CONSENSO – Dietro a questi risultati sportivi non c’è però solo l’abilità tecnico-tattica di un allenatore o di un centravanti. C’è anche la forza di un governo e di una propaganda, incentrata sulla holding statale Azersun che tira i fili del club e investe sulla squadra per mantenere consenso sul territorio. Per capire il meccanismo bisogna conoscere la realtà dell’Azerbaigian, ufficialmente una repubblica ma di fatto una dittatura personale del presidente Ilham Aliyev, che ha ereditato il “trono” dal padre Heydar, entrato in scena proprio nel 1993 in coincidenza del conflitto (tutt’altro che risolto) con l’Armenia per la regione autonoma del Nagorno, quella da dove nasce il Qarabach.
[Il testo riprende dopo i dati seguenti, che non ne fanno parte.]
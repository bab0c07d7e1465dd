//! HTTP client utilities
//!
//! Provides centralized HTTP client creation with consistent configuration.

use std::time::Duration;

use reqwest::Client;

use crate::collection::RequestError;
use crate::config;

/// Create an HTTP client with a short per-call deadline
///
/// The same deadline bounds connecting and the whole request, so a slow
/// API delays rendering by at most `timeout_secs` per call.
pub fn create_short_timeout_client(timeout_secs: u64) -> Result<Client, RequestError> {
    Client::builder()
        .user_agent(config::app::USER_AGENT)
        .timeout(Duration::from_secs(timeout_secs))
        .connect_timeout(Duration::from_secs(timeout_secs))
        .redirect(reqwest::redirect::Policy::limited(config::http::MAX_REDIRECTS))
        .build()
        .map_err(RequestError::Client)
}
I risultati delle elezioni del 2013 sono stati molto discussi. E la libertà di stampa in campo politico da queste parti non è esattamente un diritto costituzionale. Eppure Aliyev, grazie essenzialmente alla disponibilità di petrolio e gas, conserva ottimi rapporti sia con l’occidente sia con la Russia: non altrimenti avrebbe potuto ospitare un Gran Premio del Mondiale di Formula 1, i Giochi Europei del 2015 e presto una fetta degli Europei di calcio 2020.

LA SQUADRA – Nel Qarabag resiste anche un po’ di tradizione: il vice-allenatore, Mushfiq Huseynov, era il centravanti della squadra che nel 1993, prima dei bombardamenti armeni, vinse campionato e coppa nazionale. La squadra si è esibita nel piccolo stadio di proprietà a Baku fino al playoff con il Copenaghen. Ma domani si gioca nel gioiello della nazione, l’Olimpico, per continuare il miracolo sportivo. Il gruppo dei calciatori è abbastanza giovane e poco conosciuto: ne fanno parte una maggioranza azera, che ovviamente costituisce la colonna della nazionale, a cui si aggiungono due spagnoli (Michel e Quintana), un brasiliano (il “dieci” Pedro Henrique), un norvegese, un sudafricano, persino un haitiano, Donald Guerrier. E non solo. E’ una babele, sì, ma con una radicata identità locale. E’ il club del governo, no?